WWAN: Again, if you're near home and outdoor cellular signal strength (either for voice or data usage) is no good, you can use a femtocell to boost the signal. Verizon's Wireless Network Extender and AT&T's MicroCell attach to your home broadband connection and act as a sort of mini tower. Femtocell range is typically under 150 feet, so locate the unit near the backyard.
However, if you're in a public place and need a better signal, a few hacks can boost the number of bars you get on certain phones by one or two, although few of the hacks are very pretty. The website Wisebread experimented with an admittedly ugly wire-and-cans trick and claimed a three-bar improvement in a cellular signal. Rick Broida has some additional tips on the subject, including a discussion of zBoost, which is a more appropriate range-boosting solution for newer phones, MiFi units, and mobile hotspots--all of which increasingly lack the external antenna connector required for tricks like the cantenna described above.
Don't Forget the Juice
As a final consideration, remember that working outdoors usually means being disconnected from the grid, and since upping the contrast and other tweaks can drain your battery faster, you may find your laptop fading before your sunscreen does.

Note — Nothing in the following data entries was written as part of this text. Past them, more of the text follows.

impl Pipeline {
    pub fn new(
        detector: Box<dyn Detector>,
        aggregator: Arc<TileAggregator>,
        config: PipelineConfig,
    ) -> Self {
        Self {
            detector,
            aggregator,
            config,
        }
    }

    /// Process one job: detect on every frame, fuse, score, geolocate,
    /// and record the resulting events.
    ///
    /// Per-frame detector failures and unlocatable frames are skipped;
    /// only storage-level failures abort the job.
    pub fn run_job(&self, job: &VideoJob) -> Result<JobReport, PipelineError> {
        info!(
            job_id = %job.job_id,
            total_frames = job.total_frames,
            track_points = job.track.len(),
            sensor_samples = job.samples.len(),
            "processing job"
        );

        let mut events: Vec<Event> = Vec::new();
        let mut records: Vec<DetectionRecord> = Vec::new();
        let mut frames_skipped = 0usize;

        for frame_idx in 0..job.total_frames {
            let frame = FrameRef { frame_idx };
            let detections = match self.detector.detect(&frame) {
                Ok(d) => d,
                Err(e) => {
                    warn!(job_id = %job.job_id, error = %e, "skipping frame");
                    frames_skipped += 1;
                    continue;
                }
            };

            let timestamp = self.frame_time(job.started_at, frame_idx);
            self.collect_records(&detections, timestamp, &mut records);

            let estimate = interpolate_for_frame(&job.track, frame_idx, job.total_frames);
            if estimate.is_unlocatable() {
                debug!(frame_idx, "frame has no usable geolocation, dropping");
                frames_skipped += 1;
                continue;
            }

            self.frame_events(job, &frame, &detections, timestamp, &estimate, &mut events)?;
        }

        let summaries = detect_windows(&job.samples, &records, &self.config.window);
        let windows_detected = summaries.len();
        for summary in &summaries {
            if let Some(event) = self.window_event(job, summary)? {
                events.push(event);
            }
        }

        events.sort_by_key(|e| e.detected_at);
        let events_recorded = events.len();
        let tiles_touched = self.aggregator.record_and_recompute(events)?;

        info!(
            job_id = %job.job_id,
            events_recorded,
            tiles = tiles_touched.len(),
            frames_skipped,
            windows_detected,
            "job complete"
        );
        Ok(JobReport {
            events_recorded,
            tiles_touched,
            frames_skipped,
            windows_detected,
        })
    }

    fn frame_time(&self, started_at: DateTime<Utc>, frame_idx: usize) -> DateTime<Utc> {
        let offset_ms = (frame_idx as f64 / self.config.frames_per_second * 1000.0).round() as i64;
        started_at + Duration::milliseconds(offset_ms)
    }

    fn collect_records(
        &self,
        detections: &FrameDetections,
        timestamp: DateTime<Utc>,
        records: &mut Vec<DetectionRecord>,
    ) {
        if let Some(damage) = &detections.damage {
            records.push(DetectionRecord {
                timestamp,
                payload: DetectionPayload::Damage(damage.clone()),
            });
        }
        if let Some(congestion) = &detections.congestion {
            records.push(DetectionRecord {
                timestamp,
                payload: DetectionPayload::Congestion(congestion.clone()),
            });
        }
    }

    fn frame_events(
        &self,
        job: &VideoJob,
        frame: &FrameRef,
        detections: &FrameDetections,
        timestamp: DateTime<Utc>,
        estimate: &GpsPoint,
        events: &mut Vec<Event>,
    ) -> Result<(), PipelineError> {
        if let Some(damage) = &detections.damage {
            if damage.has_damage() {
                let (kind, damage_kind, needle) = if damage.potholes > 0 {
                    (EventKind::Pothole, DamageKind::Pothole, "pothole")
                } else {
                    (EventKind::Crack, DamageKind::Crack, "crack")
                };
                let mut confidence = damage.max_confidence_for(needle);
                if confidence == 0.0 {
                    confidence = damage
                        .detections
                        .iter()
                        .fold(0.0, |acc, d| acc.max(d.confidence));
                }
                let severity = structural_severity(&StructuralInput {
                    components: None,
                    confidence,
                    defect_area: damage.total_defect_area,
                    kind: damage_kind,
                });
                events.push(self.build_event(
                    job,
                    kind,
                    timestamp,
                    estimate.lat,
                    estimate.lon,
                    severity,
                    confidence,
                    to_outputs(damage)?,
                    vec![frame.name()],
                ));
            }
        }

        if let Some(congestion) = &detections.congestion {
            let count = congestion.vehicle_count();
            let coverage = congestion.total_vehicle_coverage;
            if count >= self.config.congestion_min_vehicles
                || coverage >= self.config.congestion_min_coverage
            {
                let mut outputs = to_outputs(congestion)?;
                if let Some(map) = outputs.as_object_mut() {
                    map.insert(
                        "traffic_density_score".to_string(),
                        (coverage * TRAFFIC_DENSITY_GAIN).into(),
                    );
                    map.insert("vehicle_count".to_string(), count.into());
                }
                events.push(self.build_event(
                    job,
                    EventKind::Congestion,
                    timestamp,
                    estimate.lat,
                    estimate.lon,
                    congestion_severity(coverage, count),
                    self.config.congestion_confidence,
                    outputs,
                    vec![frame.name()],
                ));
            }
        }
        Ok(())
    }

    /// Build an event from one trigger-window summary. The summary's
    /// validation score becomes the severity and its damage persistence
    /// the confidence; windows centered at (0, 0) are dropped.
    fn window_event(
        &self,
        job: &VideoJob,
        summary: &WindowSummary,
    ) -> Result<Option<Event>, PipelineError> {
        if summary.lat_center == 0.0 && summary.lon_center == 0.0 {
            debug!(started_at = %summary.started_at, "window has no geolocation, dropping");
            return Ok(None);
        }
        let mut outputs = to_outputs(summary)?;
        if let Some(map) = outputs.as_object_mut() {
            map.insert(
                "total_defect_area".to_string(),
                serde_json::json!(summary.max_defect_area),
            );
        }
        Ok(Some(self.build_event(
            job,
            EventKind::Pothole,
            summary.started_at,
            summary.lat_center,
            summary.lon_center,
            summary.validation_score,
            summary.damage_persistence,
            outputs,
            vec![],
        )))
    }

    #[allow(clippy::too_many_arguments)]
    fn build_event(
        &self,
        job: &VideoJob,
        kind: EventKind,
        detected_at: DateTime<Utc>,
        lat: f64,
        lon: f64,
        severity: f64,
        confidence: f64,
        model_outputs: serde_json::Value,
        frame_refs: Vec<String>,
    ) -> Event {
        Event {
            event_id: Uuid::new_v4(),
            kind,
            detected_at,
            device_id: job.device_id.clone(),
            lat,
            lon,
            tile_id: coordinate_to_tile(lat, lon),
            severity,
            confidence,
            model_outputs,
            frame_refs,
        }
    }
}
//! Sensor Ingest
//!
//! Reads the two supported sensor CSV shapes and the GPS track shape
//! into typed samples. The header is classified against an enumerated
//! set of known schemas up front; nothing probes field-by-field at read
//! time. Rows that fail to parse are skipped and counted, never fatal.

mod schema;
mod sensor;
mod track;

pub use schema::SensorCsvSchema;
pub use sensor::{read_sensor_csv, SensorReport};
pub use track::{read_gps_track, TrackReport};

use thiserror::Error;

/// Ingestion errors. Only structural failures surface; per-row damage
/// is recovered by skipping.
#[derive(Debug, Error)]
pub enum IngestError {
    /// Header matches none of the known shapes
    #[error("CSV header matches no known schema: {0:?}")]
    UnknownSchema(Vec<String>),

    #[error("CSV read error: {0}")]
    Csv(#[from] csv::Error),
}
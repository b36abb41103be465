//! Detection Key Classification
//!
//! Raw congestion detectors report a flat map of class-name keys. Some
//! keys are per-class counts ("car", "truck"), some are area-coverage
//! fractions ("car_coverage", "total_vehicle_coverage"). Summing vehicle
//! counts must only touch count-kind keys.

/// Classification of one raw detection key
#[derive(Debug, Clone, Copy, PartialEq, Eq)]
pub enum KeyKind {
    /// Per-class object count, contributes to the vehicle count
    Count,
    /// Area-coverage fraction in [0,1], never counted
    Coverage,
}

/// Key under which detectors report the union coverage of all vehicles
pub const TOTAL_COVERAGE_KEY: &str = "total_vehicle_coverage";

const COVERAGE_SUFFIX: &str = "_coverage";

/// Classify a raw detection key as count-kind or coverage-kind.
pub fn classify_key(key: &str) -> KeyKind {
    if key == TOTAL_COVERAGE_KEY || key.ends_with(COVERAGE_SUFFIX) {
        KeyKind::Coverage
    } else {
        KeyKind::Count
    }
}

The solution is simple, if on the expensive side: Upgrade to an extended-cell battery, using a "battery slice," which is a flat battery that locks onto the bottom of a laptop--or simply carry spare batteries with you to get considerably more running time when you're working remotely. For smaller devices such as cameras or dedicated voice recorders, rechargeable batteries generally provide more bang for the buck.
More esoteric power solutions--like solar recharging systems--won't offer much help. Most of them just don't have the power required to provide much of a boost to anything beyond a cell phone or camera--and even then, their internal batteries will need to be charged before you head out.